- **Exercise**:
Transcribe the records below. Leave every line exactly as written.

- **Source material**:

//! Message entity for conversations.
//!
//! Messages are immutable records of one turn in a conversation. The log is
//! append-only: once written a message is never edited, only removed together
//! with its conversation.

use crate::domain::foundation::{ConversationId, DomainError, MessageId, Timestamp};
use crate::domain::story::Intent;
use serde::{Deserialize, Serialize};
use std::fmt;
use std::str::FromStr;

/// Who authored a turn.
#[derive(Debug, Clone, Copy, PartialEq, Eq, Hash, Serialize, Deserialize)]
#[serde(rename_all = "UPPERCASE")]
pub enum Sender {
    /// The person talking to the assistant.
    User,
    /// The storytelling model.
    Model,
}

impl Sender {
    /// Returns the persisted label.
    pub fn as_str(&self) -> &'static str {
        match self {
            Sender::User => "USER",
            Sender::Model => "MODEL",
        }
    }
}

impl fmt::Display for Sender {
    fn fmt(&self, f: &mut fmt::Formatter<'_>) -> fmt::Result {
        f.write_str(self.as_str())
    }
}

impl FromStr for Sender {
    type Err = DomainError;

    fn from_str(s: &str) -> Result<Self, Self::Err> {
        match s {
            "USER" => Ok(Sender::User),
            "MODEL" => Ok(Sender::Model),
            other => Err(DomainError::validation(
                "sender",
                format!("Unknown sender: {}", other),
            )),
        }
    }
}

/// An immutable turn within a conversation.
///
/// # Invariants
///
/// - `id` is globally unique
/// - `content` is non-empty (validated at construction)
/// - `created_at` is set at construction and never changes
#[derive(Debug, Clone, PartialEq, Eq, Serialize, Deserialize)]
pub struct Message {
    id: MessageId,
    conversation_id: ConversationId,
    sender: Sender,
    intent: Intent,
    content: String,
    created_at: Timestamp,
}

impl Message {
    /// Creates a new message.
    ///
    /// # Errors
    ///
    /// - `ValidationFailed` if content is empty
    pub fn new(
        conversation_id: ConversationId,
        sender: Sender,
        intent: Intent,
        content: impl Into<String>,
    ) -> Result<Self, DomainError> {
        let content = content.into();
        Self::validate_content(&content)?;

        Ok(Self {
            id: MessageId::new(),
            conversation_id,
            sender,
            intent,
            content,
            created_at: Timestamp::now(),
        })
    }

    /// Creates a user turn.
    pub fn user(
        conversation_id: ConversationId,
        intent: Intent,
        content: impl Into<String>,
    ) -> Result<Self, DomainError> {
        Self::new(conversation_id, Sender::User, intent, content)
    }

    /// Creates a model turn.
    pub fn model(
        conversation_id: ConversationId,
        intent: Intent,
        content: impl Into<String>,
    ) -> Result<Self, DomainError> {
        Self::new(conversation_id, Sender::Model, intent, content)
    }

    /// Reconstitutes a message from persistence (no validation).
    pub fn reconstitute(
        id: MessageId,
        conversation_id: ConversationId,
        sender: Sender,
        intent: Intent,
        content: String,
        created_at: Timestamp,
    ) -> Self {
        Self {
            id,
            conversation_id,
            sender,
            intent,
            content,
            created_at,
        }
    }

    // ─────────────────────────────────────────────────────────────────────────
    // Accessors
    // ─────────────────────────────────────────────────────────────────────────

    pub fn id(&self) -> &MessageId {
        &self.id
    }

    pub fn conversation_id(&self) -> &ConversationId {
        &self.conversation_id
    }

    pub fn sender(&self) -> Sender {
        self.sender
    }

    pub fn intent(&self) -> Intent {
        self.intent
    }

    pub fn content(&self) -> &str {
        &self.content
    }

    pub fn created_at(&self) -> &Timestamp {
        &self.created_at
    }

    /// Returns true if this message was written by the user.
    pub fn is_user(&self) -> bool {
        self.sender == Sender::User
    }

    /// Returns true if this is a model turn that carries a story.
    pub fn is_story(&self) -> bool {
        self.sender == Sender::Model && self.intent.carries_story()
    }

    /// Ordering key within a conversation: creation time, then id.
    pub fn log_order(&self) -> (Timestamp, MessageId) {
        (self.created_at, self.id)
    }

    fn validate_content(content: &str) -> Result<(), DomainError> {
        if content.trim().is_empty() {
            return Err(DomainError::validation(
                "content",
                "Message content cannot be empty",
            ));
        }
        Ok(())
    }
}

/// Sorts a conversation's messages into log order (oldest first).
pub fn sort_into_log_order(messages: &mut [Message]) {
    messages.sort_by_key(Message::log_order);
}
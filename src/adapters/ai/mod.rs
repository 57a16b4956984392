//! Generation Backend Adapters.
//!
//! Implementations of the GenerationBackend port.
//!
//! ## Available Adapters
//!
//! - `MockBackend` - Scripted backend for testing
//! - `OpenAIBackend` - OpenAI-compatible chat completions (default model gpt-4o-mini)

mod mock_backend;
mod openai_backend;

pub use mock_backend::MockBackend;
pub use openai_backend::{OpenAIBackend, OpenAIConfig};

- **Answer for the task**:
//! Message entity for conversations.
//!
//! Messages are immutable records of one turn in a conversation. The log is
//! append-only: once written a message is never edited, only removed together
//! with its conversation.

use crate::domain::foundation::{ConversationId, DomainError, MessageId, Timestamp};
use crate::domain::story::Intent;
use serde::{Deserialize, Serialize};
use std::fmt;
use std::str::FromStr;

/// Who authored a turn.
#[derive(Debug, Clone, Copy, PartialEq, Eq, Hash, Serialize, Deserialize)]
#[serde(rename_all = "UPPERCASE")]
pub enum Sender {
    /// The person talking to the assistant.
    User,
    /// The storytelling model.
    Model,
}

impl Sender {
    /// Returns the persisted label.
    pub fn as_str(&self) -> &'static str {
        match self {
            Sender::User => "USER",
            Sender::Model => "MODEL",
        }
    }
}

impl fmt::Display for Sender {
    fn fmt(&self, f: &mut fmt::Formatter<'_>) -> fmt::Result {
        f.write_str(self.as_str())
    }
}

impl FromStr for Sender {
    type Err = DomainError;

    fn from_str(s: &str) -> Result<Self, Self::Err> {
        match s {
            "USER" => Ok(Sender::User),
            "MODEL" => Ok(Sender::Model),
            other => Err(DomainError::validation(
                "sender",
                format!("Unknown sender: {}", other),
            )),
        }
    }
}

/// An immutable turn within a conversation.
///
/// # Invariants
///
/// - `id` is globally unique
/// - `content` is non-empty (validated at construction)
/// - `created_at` is set at construction and never changes
#[derive(Debug, Clone, PartialEq, Eq, Serialize, Deserialize)]
pub struct Message {
    id: MessageId,
    conversation_id: ConversationId,
    sender: Sender,
    intent: Intent,
    content: String,
    created_at: Timestamp,
}

impl Message {
    /// Creates a new message.
    ///
    /// # Errors
    ///
    /// - `ValidationFailed` if content is empty
    pub fn new(
        conversation_id: ConversationId,
        sender: Sender,
        intent: Intent,
        content: impl Into<String>,
    ) -> Result<Self, DomainError> {
        let content = content.into();
        Self::validate_content(&content)?;

        Ok(Self {
            id: MessageId::new(),
            conversation_id,
            sender,
            intent,
            content,
            created_at: Timestamp::now(),
        })
    }

    /// Creates a user turn.
    pub fn user(
        conversation_id: ConversationId,
        intent: Intent,
        content: impl Into<String>,
    ) -> Result<Self, DomainError> {
        Self::new(conversation_id, Sender::User, intent, content)
    }

    /// Creates a model turn.
    pub fn model(
        conversation_id: ConversationId,
        intent: Intent,
        content: impl Into<String>,
    ) -> Result<Self, DomainError> {
        Self::new(conversation_id, Sender::Model, intent, content)
    }

    /// Reconstitutes a message from persistence (no validation).
    pub fn reconstitute(
        id: MessageId,
        conversation_id: ConversationId,
        sender: Sender,
        intent: Intent,
        content: String,
        created_at: Timestamp,
    ) -> Self {
        Self {
            id,
            conversation_id,
            sender,
            intent,
            content,
            created_at,
        }
    }

    // ─────────────────────────────────────────────────────────────────────────
    // Accessors
    // ─────────────────────────────────────────────────────────────────────────

    pub fn id(&self) -> &MessageId {
        &self.id
    }

    pub fn conversation_id(&self) -> &ConversationId {
        &self.conversation_id
    }

    pub fn sender(&self) -> Sender {
        self.sender
    }

    pub fn intent(&self) -> Intent {
        self.intent
    }

    pub fn content(&self) -> &str {
        &self.content
    }

    pub fn created_at(&self) -> &Timestamp {
        &self.created_at
    }

    /// Returns true if this message was written by the user.
    pub fn is_user(&self) -> bool {
        self.sender == Sender::User
    }

    /// Returns true if this is a model turn that carries a story.
    pub fn is_story(&self) -> bool {
        self.sender == Sender::Model && self.intent.carries_story()
    }

    /// Ordering key within a conversation: creation time, then id.
    pub fn log_order(&self) -> (Timestamp, MessageId) {
        (self.created_at, self.id)
    }

    fn validate_content(content: &str) -> Result<(), DomainError> {
        if content.trim().is_empty() {
            return Err(DomainError::validation(
                "content",
                "Message content cannot be empty",
            ));
        }
        Ok(())
    }
}

/// Sorts a conversation's messages into log order (oldest first).
pub fn sort_into_log_order(messages: &mut [Message]) {
    messages.sort_by_key(Message::log_order);
}
filename src/adapters/ai/mod.rs
repository 57a16b4956984392
//! Generation Backend Adapters.
//!
//! Implementations of the GenerationBackend port.
//!
//! ## Available Adapters
//!
//! - `MockBackend` - Scripted backend for testing
//! - `OpenAIBackend` - OpenAI-compatible chat completions (default model gpt-4o-mini)

mod mock_backend;
mod openai_backend;

pub use mock_backend::MockBackend;
pub use openai_backend::{OpenAIBackend, OpenAIConfig};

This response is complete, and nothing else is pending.